An increasingly online world, as mentioned above, yielded much promise. The ability to connect with others and facilitate the easy transfer of information had obvious benefits. What was lost on many commentators is that this rapid transfer of information could easily be subjected to surveillance by governments. Take the cellphone as an example of what this constant and easy connectivity could be used for. These ubiquitous tools can easily be used by governments to track those deemed as threats to the regime. Furthermore, due to the use of the internet, it is possible for governments to track messages and internet activity as well. While these may seem trivial and avoidable, as cell phone use is not a prerequisite for participation in broader society, access to banking very well may be.

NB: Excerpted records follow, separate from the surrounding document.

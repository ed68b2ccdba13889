//! `import` and `sources` command handlers.

use std::path::{Path, PathBuf};

use agit_core::{parse_public_csv, AppConfig, PublicSourcesFile, SourceMapping};
use agit_geocoder::{backfill_coordinates, GeocoderConfig, KakaoGeocoder};
use anyhow::Context;
use sqlx::PgPool;

#[derive(Debug, Clone)]
pub(crate) struct ImportOptions {
    pub source: Option<String>,
    pub dry_run: bool,
    pub geocode: bool,
    pub concurrency: usize,
}

/// Per-run totals printed at the end.
#[derive(Debug, Default)]
struct ImportTotals {
    files: usize,
    failed_files: usize,
    parsed: usize,
    inserted: usize,
    skipped: usize,
    rejected: usize,
}

/// Pick the column mapping for one file: an explicit source id wins,
/// otherwise the file name is matched against each source's patterns.
fn select_mapping<'a>(
    sources: &'a PublicSourcesFile,
    source: Option<&str>,
    file: &Path,
) -> anyhow::Result<&'a SourceMapping> {
    if let Some(id) = source {
        return sources
            .find(id)
            .ok_or_else(|| anyhow::anyhow!("unknown source '{id}'; run `agit-cli sources`"));
    }
    let file_name = file
        .file_name()
        .and_then(|n| n.to_str())
        .unwrap_or_default();
    Ok(sources.mapping_for(file_name))
}

/// Import each CSV file as verified public-data areas.
///
/// Unreadable or malformed files are logged and skipped; a database failure
/// aborts the run. With `dry_run` no pool is needed and nothing is written.
///
/// # Errors
///
/// Returns an error if the source mapping file cannot be loaded, the
/// geocoder cannot be initialised when `--geocode` is set, or a database
/// write fails.
pub(crate) async fn run_import(
    pool: Option<&PgPool>,
    config: &AppConfig,
    files: &[PathBuf],
    options: &ImportOptions,
) -> anyhow::Result<()> {
    let sources = agit_core::load_public_sources(&config.public_sources_path)
        .with_context(|| {
            format!(
                "failed to load source mappings from {}",
                config.public_sources_path.display()
            )
        })?;

    let geocoder = if options.geocode {
        let geocoder_config = GeocoderConfig::from_app_config(config).ok_or_else(|| {
            anyhow::anyhow!("KAKAO_REST_API_KEY is not set; cannot use --geocode")
        })?;
        Some(KakaoGeocoder::initialize(geocoder_config).await?)
    } else {
        None
    };

    let mut totals = ImportTotals::default();
    for file in files {
        totals.files += 1;
        let mapping = select_mapping(&sources, options.source.as_deref(), file)?;

        let content = match std::fs::read_to_string(file) {
            Ok(content) => content,
            Err(e) => {
                tracing::warn!(file = %file.display(), error = %e, "skipping unreadable file");
                totals.failed_files += 1;
                continue;
            }
        };
        let parsed = match parse_public_csv(&content, &mapping.columns, &sources.default_name) {
            Ok(parsed) => parsed,
            Err(e) => {
                tracing::warn!(
                    file = %file.display(),
                    source = %mapping.id,
                    error = %e,
                    "skipping malformed file"
                );
                totals.failed_files += 1;
                continue;
            }
        };

        if !parsed.missing_columns.is_empty() {
            tracing::warn!(
                file = %file.display(),
                source = %mapping.id,
                columns = ?parsed.missing_columns,
                "configured columns absent from header; read as blank"
            );
        }

        let mut rejected = parsed.rejected;
        let records = match &geocoder {
            Some(geocoder) => {
                let backfilled =
                    backfill_coordinates(geocoder, parsed.records, options.concurrency).await;
                rejected.extend(backfilled.rejected);
                backfilled.records
            }
            None => parsed.records,
        };
        totals.parsed += records.len();

        for rejection in &rejected {
            tracing::warn!(
                file = %file.display(),
                line = rejection.line,
                reason = %rejection.reason,
                "row rejected"
            );
        }
        totals.rejected += rejected.len();

        let Some(pool) = pool.filter(|_| !options.dry_run) else {
            let with_coordinates = records.iter().filter(|r| r.coordinate.is_some()).count();
            println!(
                "dry-run: {} [{}]: {} rows, {with_coordinates} with coordinates, {} rejected",
                file.display(),
                mapping.id,
                records.len(),
                rejected.len()
            );
            continue;
        };

        let summary = agit_db::import_public_areas(pool, &mapping.label, &records).await?;
        for failure in &summary.failed {
            tracing::warn!(
                file = %file.display(),
                line = failure.line,
                reason = %failure.reason,
                "insert failed"
            );
        }
        totals.inserted += summary.inserted;
        totals.skipped += summary.skipped();
        println!(
            "{} [{}]: inserted {}, duplicates {}, without coordinates {}, failed {}",
            file.display(),
            mapping.id,
            summary.inserted,
            summary.duplicates,
            summary.missing_coordinates,
            summary.failed.len()
        );
    }

    tracing::info!(
        files = totals.files,
        failed_files = totals.failed_files,
        parsed = totals.parsed,
        inserted = totals.inserted,
        skipped = totals.skipped,
        rejected = totals.rejected,
        "import finished"
    );
    println!(
        "import finished: {} files ({} failed), {} rows, {} inserted, {} skipped, {} rejected",
        totals.files,
        totals.failed_files,
        totals.parsed,
        totals.inserted,
        totals.skipped,
        totals.rejected
    );
    Ok(())
}

/// Print the configured source table.
///
/// # Errors
///
/// Returns an error if the source mapping file cannot be loaded.
pub(crate) fn run_sources(config: &AppConfig) -> anyhow::Result<()> {
    let sources = agit_core::load_public_sources(&config.public_sources_path)?;
    for source in &sources.sources {
        println!(
            "{:<16} {:<12} patterns: {}",
            source.id,
            source.label,
            source.file_patterns.join(" + ")
        );
    }
    println!(
        "{:<16} {:<12} (fallback)",
        sources.fallback.id, sources.fallback.label
    );
    Ok(())
}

Furthermore, the increasing migration of transactions from traditional credit cards and cash to online financial services, while convenient, can be a vulnerability. As societies become more cashless and dependent upon the internet and proper banking institutions for their cash flow, a danger opens. While bank accounts have always been able to be frozen, one would have more trouble evading this freezing as hard currency becomes less central to the system of exchange. Thus, by the click of a button citizens can be excluded from the modern economy with little to no recourse, especially when one considers the increasingly centralized nature of both commerce and the internet. It is not difficult to imagine a world in which aspiring autocrats abuse this power, in cooperation with large firms to police dissent. What is even more threatening about this ability is that it can be done without loud uproars as unlike crushing protestors with tear gas and batons, excluding dissenters from the economy in this way is unlikely to evoke the same reaction in the media, both at home and abroad.

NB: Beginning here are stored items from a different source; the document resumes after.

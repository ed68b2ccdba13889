use agit_core::{Review, Session};
use axum::{
    extract::{Path, State},
    http::StatusCode,
    Extension, Json,
};
use chrono::{DateTime, Utc};
use serde::{Deserialize, Serialize};
use uuid::Uuid;

use crate::middleware::RequestId;

use super::{map_db_error, ApiError, ApiResponse, AppState};

// ---------------------------------------------------------------------------
// Request / response bodies
// ---------------------------------------------------------------------------

#[derive(Debug, Deserialize)]
pub(in crate::api) struct CreateReviewRequest {
    pub cleanliness: i16,
    pub is_available: bool,
    pub comment: Option<String>,
}

#[derive(Debug, Serialize)]
pub(in crate::api) struct ReviewItem {
    id: Uuid,
    area_id: Uuid,
    /// `None` for anonymous reviews and for deleted accounts.
    user_id: Option<Uuid>,
    cleanliness: i16,
    is_available: bool,
    comment: Option<String>,
    created_at: DateTime<Utc>,
}

impl From<Review> for ReviewItem {
    fn from(review: Review) -> Self {
        Self {
            id: review.id,
            area_id: review.area_id,
            user_id: review.user_id,
            cleanliness: review.cleanliness,
            is_available: review.is_available,
            comment: review.comment,
            created_at: review.created_at,
        }
    }
}

// ---------------------------------------------------------------------------
// Handlers
// ---------------------------------------------------------------------------

/// GET /api/v1/areas/{area_id}/reviews: newest first.
pub(in crate::api) async fn list_area_reviews(
    State(state): State<AppState>,
    Extension(req_id): Extension<RequestId>,
    Path(area_id): Path<Uuid>,
) -> Result<Json<ApiResponse<Vec<ReviewItem>>>, ApiError> {
    let rid = &req_id.0;
    agit_db::get_area(&state.pool, area_id)
        .await
        .map_err(|e| map_db_error(rid.clone(), &e))?;

    let data = agit_db::list_reviews(&state.pool, area_id)
        .await
        .map_err(|e| map_db_error(rid.clone(), &e))?
        .into_iter()
        .map(|row| ReviewItem::from(row.into_review()))
        .collect();

    Ok(Json(ApiResponse::new(data, req_id.0)))
}

/// POST /api/v1/areas/{area_id}/reviews: signed-in callers are recorded as author.
pub(in crate::api) async fn create_area_review(
    State(state): State<AppState>,
    Extension(req_id): Extension<RequestId>,
    Extension(session): Extension<Session>,
    Path(area_id): Path<Uuid>,
    Json(body): Json<CreateReviewRequest>,
) -> Result<(StatusCode, Json<ApiResponse<ReviewItem>>), ApiError> {
    let review = agit_db::NewReview {
        cleanliness: body.cleanliness,
        is_available: body.is_available,
        comment: body.comment,
    };

    let row = agit_db::create_review(&state.pool, area_id, session.user_id(), review)
        .await
        .map_err(|e| map_db_error(req_id.0.clone(), &e))?;

    tracing::info!(area_id = %area_id, review_id = %row.id, "review created");
    Ok((
        StatusCode::CREATED,
        Json(ApiResponse::new(
            ReviewItem::from(row.into_review()),
            req_id.0,
        )),
    ))
}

Furthermore, much like strong libel laws have a chilling effect on freedom of speech, the same could be true of the freezing of financial assets. The mere threat of being expelled from the economy is likely to increase the self-policing of citizens. A similar mechanism has been observed in China, where the Social Credit System operates in a similar, albeit openly authoritarian fashion. This self-policing and chilling effect would work in concert with the moves of more stealthy authoritarians 1, as they would not have to take harsh measures to repress a populace. Furthermore, this type of behavior (that is, the shuttering of bank account access) has precedent even in robust democracies. Therefore, it will be difficult to tell if a government is using this ability for laudable goals (fighting terrorism) or less justifiable ones (stifling dissent). An even sneaker option of regulating dissent via the internet would be the usage of hackers to target opposition members’ finances and other sensitive information. Much like the process above, the government could easily deny that it was involved and blame the hacking on independent actors. Again, the chilling effect would work here as well, which would suit a stealthy authoritarian very well.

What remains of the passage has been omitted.